• _DIRECTIONS_
Among the entries, find the lines with the string "author" and report them.
========
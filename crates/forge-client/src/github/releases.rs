//! GitHub releases.

use forge_http::urlencode;
use forge_json::{JsonGen, Stream};
use forge_types::{NewRelease, Release, ReleaseAsset};

use crate::error::{Error, Result};
use crate::parse::{self, DResult};
use crate::session::Session;

pub(crate) fn parse_release(s: &mut Stream<'_>, user_key: &str) -> DResult<Release> {
    let mut release = Release::default();
    s.object(|s, key| {
        match key {
            "id" => release.id = s.int_to_string()?,
            "name" => release.name = parse::text(s)?,
            "body" => release.body = parse::text(s)?,
            "author" => release.author = s.user(user_key)?,
            "created_at" => release.date = s.string()?,
            "upload_url" => release.upload_url = s.nullable_string()?,
            "tarball_url" => release.tarball_url = s.nullable_string()?,
            "draft" => release.draft = s.boolean()?,
            "prerelease" => release.prerelease = s.boolean()?,
            "assets" => {
                s.array(|s| {
                    release.assets.push(parse_asset(s)?);
                    Ok(())
                })?;
            }
            _ => s.skip_value()?,
        }
        Ok(())
    })?;
    Ok(release)
}

fn parse_asset(s: &mut Stream<'_>) -> DResult<ReleaseAsset> {
    let mut asset = ReleaseAsset::default();
    s.object(|s, key| {
        match key {
            "name" => asset.name = s.string()?,
            "browser_download_url" => asset.url = s.string()?,
            _ => s.skip_value()?,
        }
        Ok(())
    })?;
    Ok(asset)
}

pub(crate) fn get_releases(
    session: &Session<'_>,
    owner: &str,
    repo: &str,
    max: Option<usize>,
) -> Result<Vec<Release>> {
    let url = format!(
        "{}/repos/{}/{}/releases",
        session.base(),
        urlencode(owner),
        urlencode(repo),
    );
    let user_key = session.user_key();
    session.list(
        url,
        max,
        |s, items| {
            s.array(|s| {
                items.push(parse_release(s, user_key)?);
                Ok(())
            })?;
            Ok(())
        },
        None,
    )
}

/// Strips the `{?name,label}` template suffix off an upload URL.
pub(crate) fn strip_upload_url_template(upload_url: &str) -> &str {
    match upload_url.find('{') {
        Some(at) => &upload_url[..at],
        None => upload_url,
    }
}

pub(crate) fn create(session: &Session<'_>, release: &NewRelease) -> Result<()> {
    let url = format!(
        "{}/repos/{}/{}/releases",
        session.base(),
        urlencode(&release.owner),
        urlencode(&release.repo),
    );

    let mut r#gen = JsonGen::new();
    r#gen.begin_object()?;
    r#gen.objmember("tag_name")?;
    r#gen.string(&release.tag)?;
    r#gen.objmember("name")?;
    r#gen.string(&release.name)?;
    r#gen.objmember("body")?;
    r#gen.string(&release.body)?;
    r#gen.objmember("draft")?;
    r#gen.boolean(release.draft)?;
    r#gen.objmember("prerelease")?;
    r#gen.boolean(release.prerelease)?;
    if let Some(commitish) = &release.commitish {
        r#gen.objmember("target_commitish")?;
        r#gen.string(commitish)?;
    }
    r#gen.end_object()?;

    let response = session.send("POST", &url, Some(&r#gen.into_string()))?;

    if release.assets.is_empty() {
        return Ok(());
    }

    // The create response carries the asset upload URL as a template;
    // each asset goes up as a raw octet-stream POST against it.
    let mut stream = Stream::new(&response.body);
    let created = parse_release(&mut stream, session.user_key())?;
    let upload_url = created
        .upload_url
        .as_deref()
        .map(strip_upload_url_template)
        .ok_or_else(|| Error::input("release create response carries no upload url"))?;

    for asset in &release.assets {
        let data = std::fs::read(&asset.path).map_err(|e| Error::io(&asset.path, e))?;
        let url = format!("{}?name={}", upload_url, urlencode(&asset.name));
        session.upload(&url, "application/octet-stream", &data)?;
    }

    Ok(())
}

pub(crate) fn delete(session: &Session<'_>, owner: &str, repo: &str, id: &str) -> Result<()> {
    let url = format!(
        "{}/repos/{}/{}/releases/{}",
        session.base(),
        urlencode(owner),
        urlencode(repo),
        id,
    );
    session.send("DELETE", &url, None)?;
    Ok(())
}

#[cfg(test)]
mod tests {
    use super::*;
    use pretty_assertions::assert_eq;

    #[test]
    fn parse_release_with_assets() {
        let json = r#"
        {
          "id": 61310139,
          "name": "0.9.8-beta",
          "body": "bugfix release",
          "author": { "login": "herrhotzenplotz" },
          "created_at": "2022-03-22T10:31:03Z",
          "upload_url": "https://uploads.github.com/repos/o/r/releases/61310139/assets{?name,label}",
          "tarball_url": "https://api.github.com/repos/o/r/tarball/0.9.8-beta",
          "draft": false,
          "prerelease": true,
          "assets": [
            { "name": "gearbox.tar.gz", "browser_download_url": "https://github.com/o/r/releases/download/0.9.8-beta/gearbox.tar.gz" }
          ]
        }"#;
        let mut s = Stream::new(json);
        let release = parse_release(&mut s, "login").unwrap();
        assert_eq!(release.id, "61310139");
        assert_eq!(release.name, "0.9.8-beta");
        assert_eq!(release.author, "herrhotzenplotz");
        assert!(release.prerelease);
        assert!(!release.draft);
        assert_eq!(release.assets.len(), 1);
        assert_eq!(release.assets[0].name, "gearbox.tar.gz");
    }

    #[test]
    fn upload_url_template_is_stripped() {
        assert_eq!(
            strip_upload_url_template(
                "https://uploads.github.com/repos/o/r/releases/1/assets{?name,label}"
            ),
            "https://uploads.github.com/repos/o/r/releases/1/assets"
        );
        // Non-template URLs pass through untouched.
        assert_eq!(strip_upload_url_template("https://x/assets"), "https://x/assets");
    }
}
//! Streaming JSON support for forge API traffic.
//!
//! API responses are pulled through [`decode::Stream`], a token-level
//! reader with typed helpers, so that adapters can pick the handful of
//! fields they need out of large response objects without materializing
//! them. Request payloads are produced with [`encode::JsonGen`], a
//! scope-tracking builder.
//!
//! Scalar token parsing and string escaping are delegated to
//! `serde_json`, so quoting/unescaping behaviour matches the rest of the
//! ecosystem.

pub mod decode;
pub mod encode;

pub use decode::{DecodeError, Event, EventKind, Stream};
pub use encode::{EncodeError, JsonGen};
//! GitHub SSH key management.

use std::path::Path;

use forge_json::{JsonGen, Stream};
use forge_types::SshKey;

use crate::error::{Error, Result};
use crate::parse::DResult;
use crate::session::Session;

pub(crate) fn parse_key(s: &mut Stream<'_>) -> DResult<SshKey> {
    let mut key = SshKey::default();
    s.object(|s, k| {
        match k {
            "id" => key.id = s.uint()?,
            "title" => key.title = s.string()?,
            "key" => key.key = s.string()?,
            "created_at" => key.created_at = s.string()?,
            _ => s.skip_value()?,
        }
        Ok(())
    })?;
    Ok(key)
}

pub(crate) fn get_keys(session: &Session<'_>) -> Result<Vec<SshKey>> {
    let url = format!("{}/user/keys", session.base());
    session.list(
        url,
        None,
        |s, items| {
            s.array(|s| {
                items.push(parse_key(s)?);
                Ok(())
            })?;
            Ok(())
        },
        None,
    )
}

pub(crate) fn add(session: &Session<'_>, title: &str, public_key_path: &Path) -> Result<SshKey> {
    let key_data = std::fs::read_to_string(public_key_path)
        .map_err(|e| Error::io(public_key_path.display().to_string(), e))?;

    let url = format!("{}/user/keys", session.base());
    let mut r#gen = JsonGen::new();
    r#gen.begin_object()?;
    r#gen.objmember("title")?;
    r#gen.string(title)?;
    r#gen.objmember("key")?;
    r#gen.string(key_data.trim_end())?;
    r#gen.end_object()?;

    let response = session.send("POST", &url, Some(&r#gen.into_string()))?;
    let mut stream = Stream::new(&response.body);
    Ok(parse_key(&mut stream)?)
}

pub(crate) fn delete(session: &Session<'_>, id: u64) -> Result<()> {
    let url = format!("{}/user/keys/{}", session.base(), id);
    session.send("DELETE", &url, None)?;
    Ok(())
}

#[cfg(test)]
mod tests {
    use super::*;
    use pretty_assertions::assert_eq;

    #[test]
    fn parse_key_fields() {
        let json = r#"
        {
          "id": 61377878,
          "title": "laptop",
          "key": "ssh-ed25519 AAAAC3NzaC1lZDI1NTE5AAAAIMom",
          "created_at": "2022-01-10T12:00:00Z"
        }"#;
        let mut s = Stream::new(json);
        let key = parse_key(&mut s).unwrap();
        assert_eq!(key.id, 61377878);
        assert_eq!(key.title, "laptop");
        assert!(key.key.starts_with("ssh-ed25519"));
    }
}
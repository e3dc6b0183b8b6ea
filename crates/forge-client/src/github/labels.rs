//! GitHub labels.

use forge_http::urlencode;
use forge_json::{decode, JsonGen, Stream};
use forge_types::Label;

use crate::error::Result;
use crate::parse::{self, DResult};
use crate::session::Session;

pub(crate) fn parse_label(s: &mut Stream<'_>) -> DResult<Label> {
    let mut label = Label::default();
    s.object(|s, key| {
        match key {
            "id" => label.id = s.uint()?,
            "name" => label.name = s.string()?,
            "description" => label.description = parse::text(s)?,
            "color" => label.color = decode::github_color(s)?,
            _ => s.skip_value()?,
        }
        Ok(())
    })?;
    Ok(label)
}

pub(crate) fn get_labels(
    session: &Session<'_>,
    owner: &str,
    repo: &str,
    max: Option<usize>,
) -> Result<Vec<Label>> {
    let url = format!(
        "{}/repos/{}/{}/labels",
        session.base(),
        urlencode(owner),
        urlencode(repo),
    );
    session.list(
        url,
        max,
        |s, items| {
            s.array(|s| {
                items.push(parse_label(s)?);
                Ok(())
            })?;
            Ok(())
        },
        None,
    )
}

pub(crate) fn create(
    session: &Session<'_>,
    owner: &str,
    repo: &str,
    label: &mut Label,
) -> Result<()> {
    let url = format!(
        "{}/repos/{}/{}/labels",
        session.base(),
        urlencode(owner),
        urlencode(repo),
    );
    let mut r#gen = JsonGen::new();
    r#gen.begin_object()?;
    r#gen.objmember("name")?;
    r#gen.string(&label.name)?;
    r#gen.objmember("description")?;
    r#gen.string(&label.description)?;
    r#gen.objmember("color")?;
    r#gen.string(&format!("{:06x}", label.color >> 8))?;
    r#gen.end_object()?;

    let response = session.send("POST", &url, Some(&r#gen.into_string()))?;
    let mut stream = Stream::new(&response.body);
    let created = parse_label(&mut stream)?;
    label.id = created.id;
    Ok(())
}

pub(crate) fn delete(session: &Session<'_>, owner: &str, repo: &str, name: &str) -> Result<()> {
    let url = format!(
        "{}/repos/{}/{}/labels/{}",
        session.base(),
        urlencode(owner),
        urlencode(repo),
        urlencode(name),
    );
    session.send("DELETE", &url, None)?;
    Ok(())
}

#[cfg(test)]
mod tests {
    use super::*;
    use pretty_assertions::assert_eq;

    #[test]
    fn parse_simple_label() {
        let json = r#"
        {
          "id": 3431203676,
          "node_id": "LA_kwDOFO6hDs7Mir1c",
          "name": "bug",
          "description": "Something isn't working",
          "color": "d73a4a",
          "default": true
        }"#;
        let mut s = Stream::new(json);
        let label = parse_label(&mut s).unwrap();
        assert_eq!(label.id, 3431203676);
        assert_eq!(label.name, "bug");
        assert_eq!(label.description, "Something isn't working");
        assert_eq!(label.color, 0xd73a4a00);
    }
}
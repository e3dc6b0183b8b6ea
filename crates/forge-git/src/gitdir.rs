//! Git directory detection.

use std::path::{Path, PathBuf};

/// Walks up the directory tree from `start` looking for a `.git` entry.
///
/// Returns the repository root (the parent of `.git`), or `None` if the
/// filesystem root is reached without finding one. `.git` may be a
/// directory (regular repo) or a file (worktrees, submodules).
pub fn find_git_root(start: &Path) -> Option<PathBuf> {
    let start = start.canonicalize().ok()?;

    let mut current = start.as_path();
    loop {
        if current.join(".git").exists() {
            return Some(current.to_path_buf());
        }
        match current.parent() {
            Some(parent) if parent != current => current = parent,
            _ => break,
        }
    }

    None
}

/// Returns the path of the repository's `config` file, resolving the
/// worktree indirection (`.git` file containing `gitdir: <path>`).
pub fn git_config_path(root: &Path) -> Option<PathBuf> {
    let dot_git = root.join(".git");
    if dot_git.is_dir() {
        return Some(dot_git.join("config"));
    }

    // Worktree: `.git` is a file pointing at the real git dir, whose
    // `commondir` file in turn points at the shared one.
    let content = std::fs::read_to_string(&dot_git).ok()?;
    let gitdir = content.trim().strip_prefix("gitdir:")?.trim();
    let gitdir = if Path::new(gitdir).is_absolute() {
        PathBuf::from(gitdir)
    } else {
        root.join(gitdir)
    };
    if let Ok(common) = std::fs::read_to_string(gitdir.join("commondir")) {
        let common = common.trim();
        let common_dir = if Path::new(common).is_absolute() {
            PathBuf::from(common)
        } else {
            gitdir.join(common)
        };
        return Some(common_dir.join("config"));
    }
    Some(gitdir.join("config"))
}

#[cfg(test)]
mod tests {
    use super::*;

    #[test]
    fn find_git_root_walks_up() {
        let dir = tempfile::tempdir().unwrap();
        std::fs::create_dir(dir.path().join(".git")).unwrap();
        let nested = dir.path().join("src").join("deep");
        std::fs::create_dir_all(&nested).unwrap();

        let root = find_git_root(&nested).unwrap();
        assert_eq!(root, dir.path().canonicalize().unwrap());
    }

    #[test]
    fn find_git_root_none_outside_repo() {
        let dir = tempfile::tempdir().unwrap();
        // The tempdir itself has no .git anywhere up to /tmp; that may
        // not hold on exotic setups, so only assert when it is clean.
        if find_git_root(dir.path()).is_none() {
            assert!(find_git_root(&dir.path().join("missing")).is_none());
        }
    }

    #[test]
    fn config_path_for_regular_repo() {
        let dir = tempfile::tempdir().unwrap();
        std::fs::create_dir(dir.path().join(".git")).unwrap();
        let config = git_config_path(dir.path()).unwrap();
        assert!(config.ends_with(".git/config"));
    }
}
========
• _SOLUTION_
            "author" => release.author = s.user(user_key)?,
          "author": { "login": "herrhotzenplotz" },
        assert_eq!(release.author, "herrhotzenplotz");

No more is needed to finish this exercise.